Dans ma musique ? Je ne sais pas. A cause de ce que j’ai écrit, je crois que ma musique a toujours eu des implications politiques. Je suppose que cet état de fait provient à l’origine de ma vie de famille et de l’expérience vécue en grandissant... ma relation avec mon père. Comprendre et essayer de comprendre le concept du travail et le rôle central qu’a le travail dans notre vie. J’ai eu deux exemples très différents: la relation de ma mère par rapport au travail était joyeuse. Elle était très contente et elle a procuré de la stabilité à la famille. Ce que le travail lui a apporté, c’est toute une façon de se comporter. Vous vous levez le matin à une certaine heure, vous vous lavez, vous vous habillez. Vous vous préparez à aller travailler et vous descendez la rue et vous êtes là, à un moment précis de la journée, vous parlez à vos collègues. Tout cette démarche contribue beaucoup à votre vie sociale, à votre vie professionnelle, et à votre place dans le monde. Vous savez que vous faites quelque chose qui a un but. Il y a une raison pour laquelle vous y êtes, à part pour nourrir votre famille. Vous faites partie du tissu social, vous êtes ce qui fait tenir le monde, vous êtes ce qui fait tenir votre ville, vous êtes ce qui fait tenir votre famille. J’ai toujours accepté le travail avec une grande fierté et une grande force, une énorme force. Le travail apporte un très grand réconfort à un enfant. Il a un sens, je le comprends.

Mon père a eu une expérience différente. Son travail lui procurait une certaine douleur. Il a perdu son audition quand il travaillait dans une usine de plastique. Il a perdu une grande partie de son audition. Il a galéré pour trouver du travail et aller au travail. Cette discipline que le travail apporte n’avait pas une grande place dans sa vie, et c'était douloureux pour tout le monde. Le travail est essentiel, il est central dans notre façon de vivre, dans la façon dont nous percevons la personne que nous sommes et l’endroit où nous vivons. Donc, j’en ai vu les deux côtés. J’ai vu ce qu’il se passait quand il n’est pas présent. Il y a de la douleur, de la colère, ancrée profondément. Une force destructrice.

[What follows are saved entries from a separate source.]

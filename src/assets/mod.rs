//! Asset readers.

pub mod off;

pub use off::OffMesh;
//! Render Pipelines
//!
//! [`RenderPipeline`] turns a declarative [`RenderPipelineDescriptor`] into
//! one native pipeline and keeps the bind groups it was built with alive for
//! its own lifetime.
//!
//! # Construction
//!
//! 1. The WGSL source is compiled once; the same module feeds both stages.
//! 2. Each [`BindGroupDescriptor`] becomes one owned [`BindGroup`], in order.
//!    That order is the group index used by
//!    [`RenderPass::set_pipeline`](crate::RenderPass::set_pipeline).
//! 3. The pipeline layout is the ordered list of those bind-group layouts.
//! 4. Vertex buffer layouts, color targets and the optional depth-stencil
//!    state are assembled into scope-local descriptors.
//! 5. The pipeline is created; the shader module and pipeline layout are
//!    released when construction returns.
//!
//! Any failure releases everything created so far, most recent first.
//!
//! # Teardown
//!
//! The pipeline handle is released first, then the owned bind groups in
//! reverse construction order.

use crate::backend::{Backend, RawRenderPipelineDescriptor, WgpuBackend};
use crate::bind_group::{BindGroup, BindGroupDescriptor};
use crate::context::Context;
use crate::errors::Result;

/// Depth format used by the demos.
pub const DEFAULT_DEPTH_FORMAT: wgpu::TextureFormat = wgpu::TextureFormat::Depth24Plus;

/// Depth test with writes, `Less` comparison, stencil disabled.
#[must_use]
pub fn default_depth_stencil(format: wgpu::TextureFormat) -> wgpu::DepthStencilState {
    wgpu::DepthStencilState {
        format,
        depth_write_enabled: Some(true),
        depth_compare: Some(wgpu::CompareFunction::Less),
        stencil: wgpu::StencilState {
            front: wgpu::StencilFaceState::IGNORE,
            back: wgpu::StencilFaceState::IGNORE,
            read_mask: 0,
            write_mask: 0,
        },
        bias: wgpu::DepthBiasState::default(),
    }
}

/// Owned description of one vertex buffer slot.
#[derive(Debug, Clone, PartialEq)]
pub struct VertexBufferLayout {
    pub array_stride: u64,
    pub step_mode: wgpu::VertexStepMode,
    pub attributes: Vec<wgpu::VertexAttribute>,
}

impl VertexBufferLayout {
    /// Per-vertex layout with tightly packed attributes in declaration order,
    /// at consecutive shader locations starting from `first_location`.
    #[must_use]
    pub fn packed(first_location: u32, formats: &[wgpu::VertexFormat]) -> Self {
        let mut offset = 0;
        let attributes = formats
            .iter()
            .zip(first_location..)
            .map(|(&format, shader_location)| {
                let attribute = wgpu::VertexAttribute {
                    format,
                    offset,
                    shader_location,
                };
                offset += format.size();
                attribute
            })
            .collect();
        Self {
            array_stride: offset,
            step_mode: wgpu::VertexStepMode::Vertex,
            attributes,
        }
    }

    /// Bytes one element actually reads: the end of the furthest attribute.
    #[must_use]
    pub fn element_span(&self) -> u64 {
        self.attributes
            .iter()
            .map(|a| a.offset + a.format.size())
            .max()
            .unwrap_or(0)
    }

    pub(crate) fn to_wgpu(&self) -> wgpu::VertexBufferLayout<'_> {
        wgpu::VertexBufferLayout {
            array_stride: self.array_stride,
            step_mode: self.step_mode,
            attributes: &self.attributes,
        }
    }
}

#[derive(Debug, Clone)]
pub struct VertexState<'a> {
    pub entry_point: &'a str,
    pub buffers: Vec<VertexBufferLayout>,
}

#[derive(Debug, Clone)]
pub struct FragmentState<'a> {
    pub entry_point: &'a str,
    pub targets: Vec<Option<wgpu::ColorTargetState>>,
}

impl FragmentState<'_> {
    /// One replace-blended target of `format`.
    #[must_use]
    pub fn single(entry_point: &str, format: wgpu::TextureFormat) -> FragmentState<'_> {
        FragmentState {
            entry_point,
            targets: vec![Some(wgpu::ColorTargetState {
                format,
                blend: Some(wgpu::BlendState::REPLACE),
                write_mask: wgpu::ColorWrites::ALL,
            })],
        }
    }
}

/// Parameters for [`RenderPipeline::new`].
pub struct RenderPipelineDescriptor<'a, B: Backend = WgpuBackend> {
    pub label: Option<&'a str>,
    /// WGSL source holding both entry points.
    pub source: &'a str,
    /// One entry per bind group, in group-index order.
    pub bind_groups: Vec<BindGroupDescriptor<'a, B>>,
    pub vertex: VertexState<'a>,
    pub primitive: wgpu::PrimitiveState,
    pub fragment: FragmentState<'a>,
    pub multisample: wgpu::MultisampleState,
    /// Attached only when present; draws then need a depth attachment.
    pub depth_stencil: Option<wgpu::DepthStencilState>,
}

/// Bind groups owned by a pipeline, released last-created first.
struct BindGroupStack<B: Backend>(Vec<BindGroup<B>>);

impl<B: Backend> Drop for BindGroupStack<B> {
    fn drop(&mut self) {
        while let Some(group) = self.0.pop() {
            drop(group);
        }
    }
}

/// A pipeline plus the bind groups it binds on `set_pipeline`.
pub struct RenderPipeline<B: Backend = WgpuBackend> {
    raw: B::RenderPipeline,
    bind_groups: BindGroupStack<B>,
    vertex_buffer_count: usize,
    has_depth_stencil: bool,
    label: Option<String>,
}

impl<B: Backend> RenderPipeline<B> {
    pub fn new(ctx: &Context<B>, desc: &RenderPipelineDescriptor<'_, B>) -> Result<Self> {
        let label = desc.label;
        let module = ctx.create_shader_module(label, desc.source)?;

        let mut bind_groups = BindGroupStack(Vec::with_capacity(desc.bind_groups.len()));
        for group in &desc.bind_groups {
            bind_groups.0.push(BindGroup::new(ctx, group)?);
        }

        let layouts: Vec<&B::BindGroupLayout> = bind_groups.0.iter().map(BindGroup::layout).collect();
        let layout = ctx.create_pipeline_layout(label, &layouts)?;

        let vertex_buffers: Vec<wgpu::VertexBufferLayout<'_>> = desc
            .vertex
            .buffers
            .iter()
            .map(VertexBufferLayout::to_wgpu)
            .collect();

        let raw = ctx.create_render_pipeline(&RawRenderPipelineDescriptor {
            label,
            layout: &layout,
            module: &module,
            vertex_entry_point: desc.vertex.entry_point,
            vertex_buffers: &vertex_buffers,
            primitive: desc.primitive,
            fragment_entry_point: desc.fragment.entry_point,
            targets: &desc.fragment.targets,
            multisample: desc.multisample,
            depth_stencil: desc.depth_stencil.clone(),
        })?;

        log::debug!(
            "Created render pipeline {label:?}: {} bind groups, {} vertex buffers, depth {}",
            bind_groups.0.len(),
            vertex_buffers.len(),
            desc.depth_stencil.is_some()
        );

        drop(layouts);
        Ok(Self {
            raw,
            bind_groups,
            vertex_buffer_count: desc.vertex.buffers.len(),
            has_depth_stencil: desc.depth_stencil.is_some(),
            label: label.map(str::to_owned),
        })
    }

    #[inline]
    pub fn raw(&self) -> &B::RenderPipeline {
        &self.raw
    }

    /// Owned bind groups in group-index order.
    #[inline]
    pub fn bind_groups(&self) -> &[BindGroup<B>] {
        &self.bind_groups.0
    }

    /// Number of vertex buffer layouts the pipeline was built with.
    #[inline]
    pub fn vertex_buffer_count(&self) -> usize {
        self.vertex_buffer_count
    }

    #[inline]
    pub fn has_depth_stencil(&self) -> bool {
        self.has_depth_stencil
    }

    #[inline]
    pub fn label(&self) -> Option<&str> {
        self.label.as_deref()
    }
}
//! Kanban column derivation and per-column pagination.

use std::cmp::Ordering;

use serde::Serialize;

use crate::error::{Error, Result};
use crate::task::{priority_weight, Task, TaskStatus};

pub const DEFAULT_ITEMS_PER_PAGE: usize = 10;

#[derive(Debug, Clone, Copy, PartialEq, Eq, Serialize)]
pub struct ColumnPagination {
    pub page: usize,
    pub items_per_page: usize,
}

impl Default for ColumnPagination {
    fn default() -> Self {
        Self {
            page: 1,
            items_per_page: DEFAULT_ITEMS_PER_PAGE,
        }
    }
}

/// Pagination state for every board column, keyed by board position.
#[derive(Debug, Clone, PartialEq, Eq)]
pub struct BoardPagination {
    columns: [ColumnPagination; 5],
    options: Vec<usize>,
}

impl BoardPagination {
    pub fn new(items_per_page: usize, options: Vec<usize>) -> Self {
        let column = ColumnPagination {
            page: 1,
            items_per_page,
        };
        Self {
            columns: [column; 5],
            options,
        }
    }

    pub fn options(&self) -> &[usize] {
        &self.options
    }

    pub fn get(&self, status: TaskStatus) -> Result<ColumnPagination> {
        Ok(self.columns[index(status)?])
    }

    pub fn set_page(&mut self, status: TaskStatus, page: usize) -> Result<()> {
        if page == 0 {
            return Err(Error::InvalidArgument("page must be >= 1".to_string()));
        }
        self.columns[index(status)?].page = page;
        Ok(())
    }

    /// Change one column's page size; its page goes back to 1.
    pub fn set_items_per_page(&mut self, status: TaskStatus, items_per_page: usize) -> Result<()> {
        if !self.options.contains(&items_per_page) {
            return Err(Error::InvalidArgument(format!(
                "items per page must be one of {:?}",
                self.options
            )));
        }
        let column = &mut self.columns[index(status)?];
        column.items_per_page = items_per_page;
        column.page = 1;
        Ok(())
    }

    pub fn reset_all(&mut self) {
        for column in &mut self.columns {
            column.page = 1;
        }
    }
}

impl Default for BoardPagination {
    fn default() -> Self {
        Self::new(DEFAULT_ITEMS_PER_PAGE, vec![5, 10, 20, 50])
    }
}

fn index(status: TaskStatus) -> Result<usize> {
    status
        .column_index()
        .ok_or_else(|| Error::NoColumn(status.to_string()))
}

/// One rendered column: the visible page plus its paging totals.
#[derive(Debug, Clone, PartialEq, Serialize)]
pub struct ColumnView {
    pub status: TaskStatus,
    pub tasks: Vec<Task>,
    pub total_count: usize,
    pub total_pages: usize,
    pub current_page: usize,
    pub items_per_page: usize,
}

/// Higher priority first, then earliest due date; undated tasks go last.
pub fn column_order(left: &Task, right: &Task) -> Ordering {
    priority_weight(right.priority)
        .cmp(&priority_weight(left.priority))
        .then_with(|| match (left.due_date, right.due_date) {
            (Some(left), Some(right)) => left.cmp(&right),
            (Some(_), None) => Ordering::Less,
            (None, Some(_)) => Ordering::Greater,
            (None, None) => Ordering::Equal,
        })
}

pub fn sort_column(tasks: &mut [Task]) {
    tasks.sort_by(column_order);
}

pub fn derive_column(
    tasks: &[Task],
    status: TaskStatus,
    pagination: &ColumnPagination,
) -> ColumnView {
    let mut matching: Vec<Task> = tasks
        .iter()
        .filter(|task| task.status == status)
        .cloned()
        .collect();
    sort_column(&mut matching);

    let items_per_page = pagination.items_per_page.max(1);
    let total_count = matching.len();
    let total_pages = total_count.div_ceil(items_per_page).max(1);
    let current_page = pagination.page.clamp(1, total_pages);
    let start = (current_page - 1).saturating_mul(items_per_page);
    let page_tasks = matching
        .into_iter()
        .skip(start)
        .take(items_per_page)
        .collect();

    ColumnView {
        status,
        tasks: page_tasks,
        total_count,
        total_pages,
        current_page,
        items_per_page,
    }
}
//! Actor identity management.
//!
//! Role resolution order:
//! 1) CLI --role / --user-id (explicit)
//! 2) TASKBOARD_ROLE / TASKBOARD_USER_ID environment variables
//! 3) Config `[actor]` table
//! 4) `user` with no id

use serde::Serialize;

use crate::config::Config;
use crate::error::{Error, Result};
use crate::policy::Role;

pub const ROLE_ENV: &str = "TASKBOARD_ROLE";
pub const USER_ID_ENV: &str = "TASKBOARD_USER_ID";

/// The role context a transition is attempted under.
#[derive(Debug, Clone, PartialEq, Eq, Serialize)]
pub struct Actor {
    pub role: Role,
    #[serde(skip_serializing_if = "Option::is_none")]
    pub user_id: Option<String>,
}

impl Actor {
    pub fn new(role: Role, user_id: Option<String>) -> Self {
        Self { role, user_id }
    }

    pub fn admin() -> Self {
        Self::new(Role::Admin, None)
    }

    pub fn user(user_id: impl Into<String>) -> Self {
        Self::new(Role::User, Some(user_id.into()))
    }
}

/// Resolve the current actor using CLI flags, environment, and config.
pub fn resolve_actor(
    config: &Config,
    cli_role: Option<&str>,
    cli_user_id: Option<&str>,
) -> Result<Actor> {
    let env = EnvActor::from_process();
    actor_from_sources(config, cli_role, cli_user_id, &env)
}

/// Resolve only the role; no user id is needed for offline policy queries.
pub fn resolve_role(config: &Config, cli_role: Option<&str>) -> Result<Role> {
    role_from_sources(config, cli_role, &EnvActor::from_process())
}

/// Actor values read from `TASKBOARD_ROLE` / `TASKBOARD_USER_ID`.
#[derive(Debug, Clone, Default)]
struct EnvActor {
    role: Option<String>,
    user_id: Option<String>,
}

impl EnvActor {
    fn from_process() -> Self {
        Self {
            role: std::env::var(ROLE_ENV).ok(),
            user_id: std::env::var(USER_ID_ENV).ok(),
        }
    }
}

fn actor_from_sources(
    config: &Config,
    cli_role: Option<&str>,
    cli_user_id: Option<&str>,
    env: &EnvActor,
) -> Result<Actor> {
    let role = role_from_sources(config, cli_role, env)?;
    let user_id = non_empty(cli_user_id)
        .or_else(|| non_empty(env.user_id.as_deref()))
        .or_else(|| non_empty(config.actor.user_id.as_deref()))
        .map(str::to_string);

    if role == Role::User && user_id.is_none() {
        return Err(Error::InvalidArgument(format!(
            "a user id is required for the user role (--user-id or {USER_ID_ENV})"
        )));
    }

    Ok(Actor::new(role, user_id))
}

fn role_from_sources(config: &Config, cli_role: Option<&str>, env: &EnvActor) -> Result<Role> {
    match non_empty(cli_role).or_else(|| non_empty(env.role.as_deref())) {
        Some(raw) => raw.parse(),
        None => Ok(config.actor.role),
    }
}

fn non_empty(input: Option<&str>) -> Option<&str> {
    input.and_then(|value| {
        let trimmed = value.trim();
        if trimmed.is_empty() {
            None
        } else {
            Some(trimmed)
        }
    })
}

#[cfg(test)]
mod tests {
    use super::*;

    fn clean() -> EnvActor {
        EnvActor::default()
    }

    #[test]
    fn cli_flags_win_over_config() {
        let mut config = Config::default();
        config.actor.role = Role::User;
        config.actor.user_id = Some("from-config".to_string());

        let actor =
            actor_from_sources(&config, Some("admin"), Some("u9"), &clean()).expect("actor");
        assert_eq!(actor, Actor::new(Role::Admin, Some("u9".to_string())));
    }

    #[test]
    fn cli_flags_win_over_environment() {
        let env = EnvActor {
            role: Some("user".to_string()),
            user_id: Some("env-user".to_string()),
        };
        let actor =
            actor_from_sources(&Config::default(), Some("admin"), Some("u9"), &env).expect("actor");
        assert_eq!(actor, Actor::new(Role::Admin, Some("u9".to_string())));
    }

    #[test]
    fn environment_wins_over_config() {
        let mut config = Config::default();
        config.actor.role = Role::Admin;
        config.actor.user_id = Some("from-config".to_string());
        let env = EnvActor {
            role: Some("user".to_string()),
            user_id: Some("env-user".to_string()),
        };

        let actor = actor_from_sources(&config, None, None, &env).expect("actor");
        assert_eq!(actor, Actor::user("env-user"));
    }

    #[test]
    fn config_supplies_user_id() {
        let mut config = Config::default();
        config.actor.user_id = Some(" u1 ".to_string());

        let actor = actor_from_sources(&config, Some("user"), None, &clean()).expect("actor");
        assert_eq!(actor.user_id.as_deref(), Some("u1"));
    }

    #[test]
    fn user_without_any_id_is_rejected() {
        assert!(matches!(
            actor_from_sources(&Config::default(), Some("user"), None, &clean()),
            Err(Error::InvalidArgument(_))
        ));
    }

    #[test]
    fn admin_needs_no_user_id() {
        let actor = actor_from_sources(&Config::default(), Some("manager"), Some("  "), &clean())
            .expect("actor");
        assert!(actor.role.is_admin());
    }

    #[test]
    fn unknown_role_is_rejected() {
        assert!(matches!(
            role_from_sources(&Config::default(), Some("owner"), &clean()),
            Err(Error::InvalidArgument(_))
        ));
    }
}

Vous dépérissez, vous ne savez pas où vous allez, ou qui vous êtes et vous vous en prenez aux gens que vous aimez, ce n’est pas quelque chose que vous voulez faire mais c’est ainsi. Alors, c’est sur ces choses-là que j’ai écrit et c’était vraiment important.

C’est la seule chose sur laquelle j’ai écrit toute ma vie: cette idée fondamentale, l’importance de cette idée dans la société. Le prix à payer pour ne pas subvenir aux besoins de sa famille, quand les gens ne sont pas capables de prendre soin de leur famille, d’avoir un travail productif. Cette profanation de soi-même et la vie dans une société qui ne vous fournit pas l’aide nécessaire. Tout s’est développé à partir de ces choses-là, de mon expérience et du fait que j’ai essayé de donner un sens à mon expérience. Je n’ai pas grandi dans une famille politisée. Je n’avais pas d’idéologie particulière, je n'étais pas une personne particulièrement politisée, compte tenu du milieu d’où je venais. Mais j’avais besoin, je voulais écrire sur ces choses-là parce que, pour moi, elles étaient essentielles. Une grande partie de ma musique s’est, au fil des années, développée à partir de cet endroit-là, et continue à se développer jusqu’à ce jour.

Et c'est en partie, je suppose, la raison pour laquelle vous vous êtes senti insulté quand la campagne électorale de Reagan a utilisé Born In The USA ?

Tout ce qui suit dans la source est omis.